--- RECORDS TO USE ---

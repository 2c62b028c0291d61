// SPDX-License-Identifier: PMPL-1.0-or-later
//! Rewriter error types.

use serde::{Deserialize, Serialize};
use thiserror::Error;

/// Errors that abort a `resolve()` call or a post-load injection.
#[derive(Error, Debug)]
pub enum RewriteError {
    #[error("filters directly on virtual association \"{0}\" are not supported; filter through its field path instead")]
    FiltersOnVirtualAssociationNotSupported(String),

    #[error("nested filters on virtual associations are not supported: {0}")]
    NestedFiltersNotSupported(String),

    #[error("\"{field}\" is not a filterable field of virtual association \"{association}\"")]
    InvalidFilterField { field: String, association: String },

    #[error("unsupported predicate type \"{kind}\" on \"{field}\"; only equals and equals_any are accepted here")]
    UnsupportedPredicateType { field: String, kind: &'static str },

    #[error("filter tree exceeds the maximum group depth of {max}")]
    FilterTreeTooDeep { max: usize },

    #[error("resolver for \"{association}\" failed: {source}")]
    Resolver {
        association: String,
        #[source]
        source: Box<dyn std::error::Error + Send + Sync>,
    },

    #[error("internal invariant violation: {0}")]
    InternalInvariantViolation(String),
}

impl RewriteError {
    /// Wrap a resolver-internal failure.
    pub fn resolver(
        association: impl Into<String>,
        source: impl Into<Box<dyn std::error::Error + Send + Sync>>,
    ) -> Self {
        RewriteError::Resolver {
            association: association.into(),
            source: source.into(),
        }
    }

    /// Stable machine-readable error code.
    pub fn code(&self) -> &'static str {
        match self {
            RewriteError::FiltersOnVirtualAssociationNotSupported(_) => {
                "FILTERS_ON_VIRTUAL_ASSOCIATION_NOT_SUPPORTED"
            }
            RewriteError::NestedFiltersNotSupported(_) => "NESTED_FILTERS_NOT_SUPPORTED",
            RewriteError::InvalidFilterField { .. } => "INVALID_FILTER_FIELD",
            RewriteError::UnsupportedPredicateType { .. } => "UNSUPPORTED_PREDICATE_TYPE",
            RewriteError::FilterTreeTooDeep { .. } => "FILTER_TREE_TOO_DEEP",
            RewriteError::Resolver { .. } => "RESOLVER_FAILURE",
            RewriteError::InternalInvariantViolation(_) => "INTERNAL_INVARIANT_VIOLATION",
        }
    }

    /// Whether the error describes a problem with the caller's request.
    ///
    /// Everything else is a server-side failure and must surface as such.
    pub fn is_user_facing(&self) -> bool {
        !matches!(
            self,
            RewriteError::Resolver { .. } | RewriteError::InternalInvariantViolation(_)
        )
    }

    /// Structured form handed back to API callers.
    ///
    /// Server-side failures are reported with a generic message.
    pub fn payload(&self) -> ErrorPayload {
        let message = if self.is_user_facing() {
            self.to_string()
        } else {
            "internal error while rewriting filters".to_string()
        };
        ErrorPayload {
            code: self.code().to_string(),
            message,
        }
    }
}

/// Error body for API responses.
#[derive(Debug, Clone, PartialEq, Eq, Serialize, Deserialize)]
pub struct ErrorPayload {
    pub code: String,
    pub message: String,
}

/// Errors raised while building the resolver registry at startup.
#[derive(Error, Debug, PartialEq, Eq)]
pub enum RegistryError {
    #[error("virtual association \"{0}\" is registered more than once")]
    DuplicateAssociation(String),

    #[error("invalid virtual association name: \"{0}\"")]
    InvalidAssociationName(String),

    #[error("invalid virtual field name \"{field}\" on association \"{association}\"")]
    InvalidFieldName { association: String, field: String },
}
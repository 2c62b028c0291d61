// SPDX-License-Identifier: PMPL-1.0-or-later
//! Field-path parsing for virtual association filters.

use virtassoc_filter::PATH_SEPARATOR;

use crate::error::RewriteError;
use crate::registry::ResolverRegistry;

/// A filter path that targets a virtual association field.
#[derive(Debug, Clone, PartialEq, Eq, Hash)]
pub struct VirtualField {
    /// Segments before the association, without the trailing separator.
    pub prefix: String,
    pub association: String,
    pub field: String,
}

/// Decide whether `path` targets a virtual association.
///
/// The first segment naming a registered association is the match point.
/// Exactly one segment, an allowed field name, must follow it. Paths that
/// mention no registered association yield `Ok(None)`.
pub fn parse_virtual_field(
    registry: &ResolverRegistry,
    path: &str,
) -> Result<Option<VirtualField>, RewriteError> {
    let segments: Vec<&str> = path.split(PATH_SEPARATOR).collect();
    let mut consumed = 0;

    for (index, segment) in segments.iter().enumerate() {
        if let Some(entry) = registry.get(segment) {
            if index + 2 != segments.len() {
                return Err(RewriteError::NestedFiltersNotSupported(path.to_string()));
            }
            let field = segments[index + 1];
            if !entry.allows(field) {
                return Err(RewriteError::InvalidFilterField {
                    field: field.to_string(),
                    association: entry.name().to_string(),
                });
            }
            let prefix = if consumed == 0 {
                ""
            } else {
                &path[..consumed - PATH_SEPARATOR.len_utf8()]
            };
            return Ok(Some(VirtualField {
                prefix: prefix.to_string(),
                association: entry.name().to_string(),
                field: field.to_string(),
            }));
        }
        consumed += segment.len() + PATH_SEPARATOR.len_utf8();
    }

    Ok(None)
}

#[cfg(test)]
mod tests {
    use super::*;
    use crate::resolver::tests::FlagResolver;

    fn registry() -> ResolverRegistry {
        ResolverRegistry::builder().register(FlagResolver).build().unwrap()
    }

    #[test]
    fn test_unprefixed_match() {
        let parsed = parse_virtual_field(&registry(), "bar.isActive").unwrap().unwrap();
        assert_eq!(parsed.prefix, "");
        assert_eq!(parsed.association, "bar");
        assert_eq!(parsed.field, "isActive");
    }

    #[test]
    fn test_prefixed_match() {
        let parsed = parse_virtual_field(&registry(), "order.parent.bar.isActive")
            .unwrap()
            .unwrap();
        assert_eq!(parsed.prefix, "order.parent");
    }

    #[test]
    fn test_ordinary_paths() {
        let registry = registry();
        assert!(parse_virtual_field(&registry, "name").unwrap().is_none());
        assert!(parse_virtual_field(&registry, "order.customer.name").unwrap().is_none());
        assert!(parse_virtual_field(&registry, "barn.isActive").unwrap().is_none());
        assert!(parse_virtual_field(&registry, "").unwrap().is_none());
    }

    #[test]
    fn test_nested_rejected() {
        let err = parse_virtual_field(&registry(), "a.bar.isActive.extra").unwrap_err();
        assert!(matches!(err, RewriteError::NestedFiltersNotSupported(p) if p == "a.bar.isActive.extra"));
    }

    #[test]
    fn test_association_as_last_segment_rejected() {
        let err = parse_virtual_field(&registry(), "parent.bar").unwrap_err();
        assert!(matches!(err, RewriteError::NestedFiltersNotSupported(_)));
    }

    #[test]
    fn test_unknown_field_rejected() {
        let err = parse_virtual_field(&registry(), "bar.unknownField").unwrap_err();
        match err {
            RewriteError::InvalidFilterField { field, association } => {
                assert_eq!(field, "unknownField");
                assert_eq!(association, "bar");
            }
            other => panic!("unexpected error: {other}"),
        }
    }

    #[test]
    fn test_first_association_wins() {
        // "bar" appears twice; the first occurrence is not second-to-last.
        let err = parse_virtual_field(&registry(), "bar.x.bar.isActive").unwrap_err();
        assert!(matches!(err, RewriteError::NestedFiltersNotSupported(_)));
    }
}
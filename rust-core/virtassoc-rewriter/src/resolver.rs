// SPDX-License-Identifier: PMPL-1.0-or-later
//! Resolver contract for virtual associations.

use virtassoc_filter::{Entity, Predicate};

use crate::context::InjectionContext;
use crate::error::RewriteError;

/// The pluggable owner of one virtual association.
///
/// A resolver declares which virtual fields can be filtered on, turns
/// filters on those fields into predicates on real fields, and attaches
/// the computed association to entities once they are loaded.
///
/// Rewriting runs in two phases per `resolve()` call: [`preprocess`] once
/// with the contexts of every injection point this resolver owns, then
/// [`create_replacement_predicates`] once per point with the shared result.
/// Expensive lookups belong in `preprocess`.
///
/// [`preprocess`]: VirtualAssociationResolver::preprocess
/// [`create_replacement_predicates`]: VirtualAssociationResolver::create_replacement_predicates
pub trait VirtualAssociationResolver: Send + Sync {
    /// Result of [`preprocess`](Self::preprocess), shared by every point.
    type Prepared;

    /// Unique association name used in field paths.
    fn association_name(&self) -> &str;

    /// Field names that may follow the association name in a filter path.
    fn allowed_virtual_field_names(&self) -> &[&str];

    fn preprocess(&self, contexts: &[InjectionContext<'_>]) -> Result<Self::Prepared, RewriteError>;

    /// Real predicates replacing the context's virtual predicates.
    ///
    /// With a non-empty prefix every returned field must start with
    /// `<prefix>.`; anything else aborts the rewrite as an internal error.
    fn create_replacement_predicates(
        &self,
        context: &InjectionContext<'_>,
        prepared: &Self::Prepared,
    ) -> Result<Vec<Predicate>, RewriteError>;

    /// Attach the computed association to each loaded parent. Never called
    /// with an empty slice.
    fn inject_computed_association(&self, parents: &mut [Entity]) -> Result<(), RewriteError>;
}

/// Object-safe face of [`VirtualAssociationResolver`] with `Prepared` erased.
///
/// `run_batch` keeps the prepared value on its own stack frame and hands
/// each point's replacements to `emit` as soon as they are produced.
pub(crate) trait ErasedResolver: Send + Sync {
    fn association_name(&self) -> &str;

    fn allowed_virtual_field_names(&self) -> &[&str];

    fn run_batch(
        &self,
        contexts: &[InjectionContext<'_>],
        emit: &mut dyn FnMut(usize, Vec<Predicate>) -> Result<(), RewriteError>,
    ) -> Result<(), RewriteError>;

    fn inject(&self, parents: &mut [Entity]) -> Result<(), RewriteError>;
}

impl<R: VirtualAssociationResolver> ErasedResolver for R {
    fn association_name(&self) -> &str {
        VirtualAssociationResolver::association_name(self)
    }

    fn allowed_virtual_field_names(&self) -> &[&str] {
        VirtualAssociationResolver::allowed_virtual_field_names(self)
    }

    fn run_batch(
        &self,
        contexts: &[InjectionContext<'_>],
        emit: &mut dyn FnMut(usize, Vec<Predicate>) -> Result<(), RewriteError>,
    ) -> Result<(), RewriteError> {
        let prepared = self.preprocess(contexts)?;
        for (index, context) in contexts.iter().enumerate() {
            let replacements = self.create_replacement_predicates(context, &prepared)?;
            emit(index, replacements)?;
        }
        Ok(())
    }

    fn inject(&self, parents: &mut [Entity]) -> Result<(), RewriteError> {
        self.inject_computed_association(parents)
    }
}

impl std::fmt::Debug for dyn ErasedResolver {
    fn fmt(&self, f: &mut std::fmt::Formatter<'_>) -> std::fmt::Result {
        write!(f, "Resolver({})", self.association_name())
    }
}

---

:: WORK INSTRUCTION ::
Look through the entries above and work out how many lines contain the string "isActive". Give that number alone.

:: FINISHED TASK ::
7